Work to complete: Could you filter the records below and return each line that holds "Output"?

Information supplied:

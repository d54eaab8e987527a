//! Scalar trait for tensor element types.

use faer_traits::ComplexField;
use std::fmt::Debug;
use std::ops::{Add, Div, Mul, Neg, Sub};

use crate::dtype::DType;
use crate::storage::Buffer;

/// Trait for scalar types supported by adflow.
///
/// This wraps faer's `ComplexField` (so kernels can hand slices to faer)
/// with the arithmetic and buffer access the CPU kernels need.
pub trait Scalar:
    ComplexField
    + Copy
    + Debug
    + Default
    + PartialEq
    + Send
    + Sync
    + Add<Output = Self>
    + Sub<Output = Self>
    + Mul<Output = Self>
    + Div<Output = Self>
    + Neg<Output = Self>
    + 'static
{
    /// Runtime tag of this element type.
    const DTYPE: DType;

    /// Returns the additive identity (zero).
    fn zero() -> Self {
        Self::default()
    }

    /// Returns the multiplicative identity (one).
    fn one() -> Self;

    /// Lossy conversion from `f64`.
    fn from_f64(value: f64) -> Self;

    /// Lossy conversion to `f64`.
    fn to_f64(self) -> f64;

    /// Natural exponential.
    fn exponential(self) -> Self;

    /// Natural logarithm.
    fn logarithm(self) -> Self;

    /// View a buffer's elements if it holds this element type.
    fn view(buffer: &Buffer) -> Option<&[Self]>;

    /// Mutable view of a buffer's elements if it holds this element type.
    fn view_mut(buffer: &mut Buffer) -> Option<&mut [Self]>;

    /// Wrap a vector into a typed buffer.
    fn into_buffer(data: Vec<Self>) -> Buffer;
}

impl Scalar for f64 {
    const DTYPE: DType = DType::F64;

    fn one() -> Self {
        1.0
    }

    fn from_f64(value: f64) -> Self {
        value
    }

    fn to_f64(self) -> f64 {
        self
    }

    fn exponential(self) -> Self {
        self.exp()
    }

    fn logarithm(self) -> Self {
        self.ln()
    }

    fn view(buffer: &Buffer) -> Option<&[Self]> {
        match buffer {
            Buffer::F64(data) => Some(data),
            _ => None,
        }
    }

    fn view_mut(buffer: &mut Buffer) -> Option<&mut [Self]> {
        match buffer {
            Buffer::F64(data) => Some(data),
            _ => None,
        }
    }

    fn into_buffer(data: Vec<Self>) -> Buffer {
        Buffer::F64(data)
    }
}

impl Scalar for f32 {
    const DTYPE: DType = DType::F32;

    fn one() -> Self {
        1.0
    }

    fn from_f64(value: f64) -> Self {
        value as f32
    }

    fn to_f64(self) -> f64 {
        self as f64
    }

    fn exponential(self) -> Self {
        self.exp()
    }

    fn logarithm(self) -> Self {
        self.ln()
    }

    fn view(buffer: &Buffer) -> Option<&[Self]> {
        match buffer {
            Buffer::F32(data) => Some(data),
            _ => None,
        }
    }

    fn view_mut(buffer: &mut Buffer) -> Option<&mut [Self]> {
        match buffer {
            Buffer::F32(data) => Some(data),
            _ => None,
        }
    }

    fn into_buffer(data: Vec<Self>) -> Buffer {
        Buffer::F32(data)
    }
}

Final answer:
    + Add<Output = Self>
    + Sub<Output = Self>
    + Mul<Output = Self>
    + Div<Output = Self>
    + Neg<Output = Self>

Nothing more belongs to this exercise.